= Source data =
--
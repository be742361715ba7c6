use std::io::prelude::*;
use std::io::Cursor;

use flate2::Compression;
use fpng_deflate::errors::DecodeErrorStatus;
use fpng_deflate::{
    DeflateDecoder, DeflateEncoder, DeflateEncodingOptions, DeflateEncodingStrategy,
    DeflateOptions
};
use nanorand::{Rng, WyRand};

const STRATEGIES: [DeflateEncodingStrategy; 3] = [
    DeflateEncodingStrategy::NoCompression,
    DeflateEncodingStrategy::GlobalTables,
    DeflateEncodingStrategy::CustomTables
];

fn decode_writer_flate(bytes: &[u8]) -> Vec<u8>
{
    let mut writer = Vec::new();

    let mut deflater = flate2::read::ZlibDecoder::new(Cursor::new(bytes));

    deflater.read_to_end(&mut writer).unwrap();

    writer
}

fn encode_writer_flate(bytes: &[u8], level: u32) -> Vec<u8>
{
    let mut encoder = flate2::write::ZlibEncoder::new(Vec::new(), Compression::new(level));

    encoder.write_all(bytes).unwrap();
    encoder.finish().unwrap()
}

fn encode_raw_flate(bytes: &[u8], level: u32) -> Vec<u8>
{
    let mut encoder = flate2::write::DeflateEncoder::new(Vec::new(), Compression::new(level));

    encoder.write_all(bytes).unwrap();
    encoder.finish().unwrap()
}

fn encode_fpng(bytes: &[u8], strategy: DeflateEncodingStrategy) -> Vec<u8>
{
    let options = DeflateEncodingOptions::default().set_strategy(strategy);

    DeflateEncoder::new_with_options(bytes, options).encode_zlib()
}

fn decode_fpng(bytes: &[u8]) -> Vec<u8>
{
    DeflateDecoder::new(bytes).decode_zlib().unwrap()
}

/// Data with a mix of runs, repeats at varying distances and noise
fn sample_data(size: usize, seed: u64) -> Vec<u8>
{
    let mut rng = WyRand::new_seed(seed);
    let mut data = Vec::with_capacity(size);

    while data.len() < size
    {
        match rng.generate_range(0_u8..4)
        {
            0 =>
            {
                let byte = rng.generate::<u8>();
                let run = rng.generate_range(1_usize..300);
                data.extend(std::iter::repeat(byte).take(run));
            }
            1 if data.len() > 10 =>
            {
                let dist = rng.generate_range(1..data.len().min(40000));
                let len = rng.generate_range(3_usize..400);
                let start = data.len() - dist;

                for i in 0..len
                {
                    data.push(data[start + i]);
                }
            }
            _ =>
            {
                let mut noise = vec![0_u8; rng.generate_range(1_usize..64)];
                rng.fill(&mut noise);
                data.extend_from_slice(&noise);
            }
        }
    }
    data.truncate(size);
    data
}

#[test]
fn flate_decodes_our_output()
{
    for (size, seed) in [(0, 1), (1, 2), (100, 3), (70_000, 4), (600_000, 5)]
    {
        let data = sample_data(size, seed);

        for strategy in STRATEGIES
        {
            let compressed = encode_fpng(&data, strategy);

            assert_eq!(
                decode_writer_flate(&compressed),
                data,
                "{strategy:?} failed for {size} bytes"
            );
        }
    }
}

#[test]
fn we_decode_flate_output()
{
    let data = sample_data(300_000, 11);

    for level in [0, 1, 6, 9]
    {
        let compressed = encode_writer_flate(&data, level);

        assert_eq!(decode_fpng(&compressed), data, "level {level}");
    }
}

#[test]
fn we_decode_raw_deflate()
{
    let data = sample_data(5000, 12);

    for level in [0, 1, 9]
    {
        let compressed = encode_raw_flate(&data, level);
        let decoded = DeflateDecoder::new(&compressed).decode_deflate().unwrap();

        assert_eq!(decoded, data, "level {level}");
    }
}

#[test]
fn tiny_inputs_with_fixed_codes()
{
    // short inputs make zlib pick the fixed huffman codes
    for data in [&b"a"[..], b"abcabcabcabc", b"hello hello hello"]
    {
        let compressed = encode_writer_flate(data, 6);
        assert_eq!(decode_fpng(&compressed), data);
    }
}

#[test]
fn our_roundtrip_all_strategies()
{
    let data = sample_data(200_000, 13);

    for strategy in STRATEGIES
    {
        assert_eq!(decode_fpng(&encode_fpng(&data, strategy)), data);
    }
}

#[test]
fn custom_tables_never_lose_to_global()
{
    for seed in 20..25
    {
        let data = sample_data(100_000, seed);

        let global = encode_fpng(&data, DeflateEncodingStrategy::GlobalTables);
        let custom = encode_fpng(&data, DeflateEncodingStrategy::CustomTables);

        assert!(custom.len() <= global.len(), "{} > {}", custom.len(), global.len());
    }
}

#[test]
fn stored_blocks_are_split()
{
    let data = sample_data(200_000, 30);
    let compressed = encode_fpng(&data, DeflateEncodingStrategy::NoCompression);

    // 2 header bytes, 4 trailer bytes and 5 bytes per 65535 byte block
    assert_eq!(compressed.len(), 2 + 4 + data.len() + 5 * 4);
    assert_eq!(&compressed[..2], &[0x78, 0x01]);
}

#[test]
fn zlib_headers_follow_strategy()
{
    let header = |s| encode_fpng(b"abc", s)[..2].to_vec();

    assert_eq!(header(DeflateEncodingStrategy::GlobalTables), [0x78, 0x5E]);
    assert_eq!(header(DeflateEncodingStrategy::CustomTables), [0x78, 0x9C]);
}

#[test]
fn mismatched_adler_is_reported()
{
    let mut compressed = encode_fpng(b"some data some data", DeflateEncodingStrategy::GlobalTables);
    let last = compressed.len() - 1;
    compressed[last] ^= 1;

    let err = DeflateDecoder::new(&compressed).decode_zlib().unwrap_err();
    assert!(matches!(err.error, DecodeErrorStatus::MismatchedAdler(..)));

    // the same stream passes when the checksum is not confirmed
    let options = DeflateOptions::default().set_confirm_checksum(false);
    let decoded = DeflateDecoder::new_with_options(&compressed, options)
        .decode_zlib()
        .unwrap();
    assert_eq!(decoded, b"some data some data");
}

#[test]
fn truncated_streams_are_reported()
{
    let data = sample_data(50_000, 40);

    for strategy in STRATEGIES
    {
        let compressed = encode_fpng(&data, strategy);

        for cut in [1, 3, compressed.len() / 2, compressed.len() - 5]
        {
            let err = DeflateDecoder::new(&compressed[..cut])
                .decode_zlib()
                .unwrap_err();

            assert!(
                matches!(err.error, DecodeErrorStatus::InsufficientData),
                "{strategy:?} cut at {cut}: {err:?}"
            );
        }
    }
}

#[test]
fn empty_input_is_insufficient()
{
    let err = DeflateDecoder::new(&[]).decode_deflate().unwrap_err();
    assert!(matches!(err.error, DecodeErrorStatus::InsufficientData));
}

#[test]
fn reserved_block_type_is_corrupt()
{
    // BFINAL = 1, BTYPE = 3
    let err = DeflateDecoder::new(&[0x07, 0, 0, 0])
        .decode_deflate()
        .unwrap_err();
    assert!(matches!(err.error, DecodeErrorStatus::CorruptData(_)));
}

#[test]
fn distance_before_start_is_corrupt()
{
    // fixed block whose first symbol is a length 3 match at distance 1
    let err = DeflateDecoder::new(&[0x03, 0x02, 0, 0])
        .decode_deflate()
        .unwrap_err();
    assert!(matches!(err.error, DecodeErrorStatus::CorruptData(_)));
}

#[test]
fn bad_stored_length_is_corrupt()
{
    // final stored block with LEN = 1 and NLEN = 0
    let err = DeflateDecoder::new(&[0x01, 0x01, 0x00, 0x00, 0x00, 0xAA])
        .decode_deflate()
        .unwrap_err();
    assert!(matches!(err.error, DecodeErrorStatus::CorruptData(_)));
}

#[test]
fn bad_zlib_header_is_rejected()
{
    let mut compressed = encode_fpng(b"abc", DeflateEncodingStrategy::GlobalTables);
    compressed[1] ^= 1;

    assert!(DeflateDecoder::new(&compressed).decode_zlib().is_err());
}

#[test]
fn output_limit_is_respected()
{
    let data = vec![7_u8; 10_000];

    for strategy in STRATEGIES
    {
        let compressed = encode_fpng(&data, strategy);

        let options = DeflateOptions::default().set_limit(9_999);
        let err = DeflateDecoder::new_with_options(&compressed, options)
            .decode_zlib()
            .unwrap_err();
        assert!(matches!(err.error, DecodeErrorStatus::OutputLimitExceeded(..)));

        let options = DeflateOptions::default().set_limit(10_000);
        let decoded = DeflateDecoder::new_with_options(&compressed, options)
            .decode_zlib()
            .unwrap();
        assert_eq!(decoded, data);
    }
}

#[test]
fn oversized_size_hint_is_not_preallocated()
{
    // expands far past both the hint cap and the minimum reservation
    let data = vec![0_u8; 2 << 20];

    for strategy in STRATEGIES
    {
        let compressed = encode_fpng(&data, strategy);

        let options = DeflateOptions::default()
            .set_size_hint(usize::MAX)
            .set_limit(usize::MAX);
        let decoded = DeflateDecoder::new_with_options(&compressed, options)
            .decode_zlib()
            .unwrap();
        assert_eq!(decoded, data);
    }
}

#[test]
fn adler32_matches_flate()
{
    let data = sample_data(10_000, 50);
    let compressed = encode_writer_flate(&data, 1);
    let trailer = &compressed[compressed.len() - 4..];

    let expected = u32::from_be_bytes([trailer[0], trailer[1], trailer[2], trailer[3]]);

    assert_eq!(fpng_deflate::adler32(&data, 1), expected);
    assert_eq!(
        fpng_deflate::adler32(&data[5000..], fpng_deflate::adler32(&data[..5000], 1)),
        expected
    );
}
--
= What the task requires =
Could you set down, word for word, only the lines above from the line with "use fpng_deflate::errors::DecodeErrorStatus;" to the line with "let mut deflater", including both?

= Solution to this task =
use fpng_deflate::errors::DecodeErrorStatus;
use fpng_deflate::{
    DeflateDecoder, DeflateEncoder, DeflateEncodingOptions, DeflateEncodingStrategy,
    DeflateOptions
};
use nanorand::{Rng, WyRand};

const STRATEGIES: [DeflateEncodingStrategy; 3] = [
    DeflateEncodingStrategy::NoCompression,
    DeflateEncodingStrategy::GlobalTables,
    DeflateEncodingStrategy::CustomTables
];

fn decode_writer_flate(bytes: &[u8]) -> Vec<u8>
{
    let mut writer = Vec::new();

    let mut deflater = flate2::read::ZlibDecoder::new(Cursor::new(bytes));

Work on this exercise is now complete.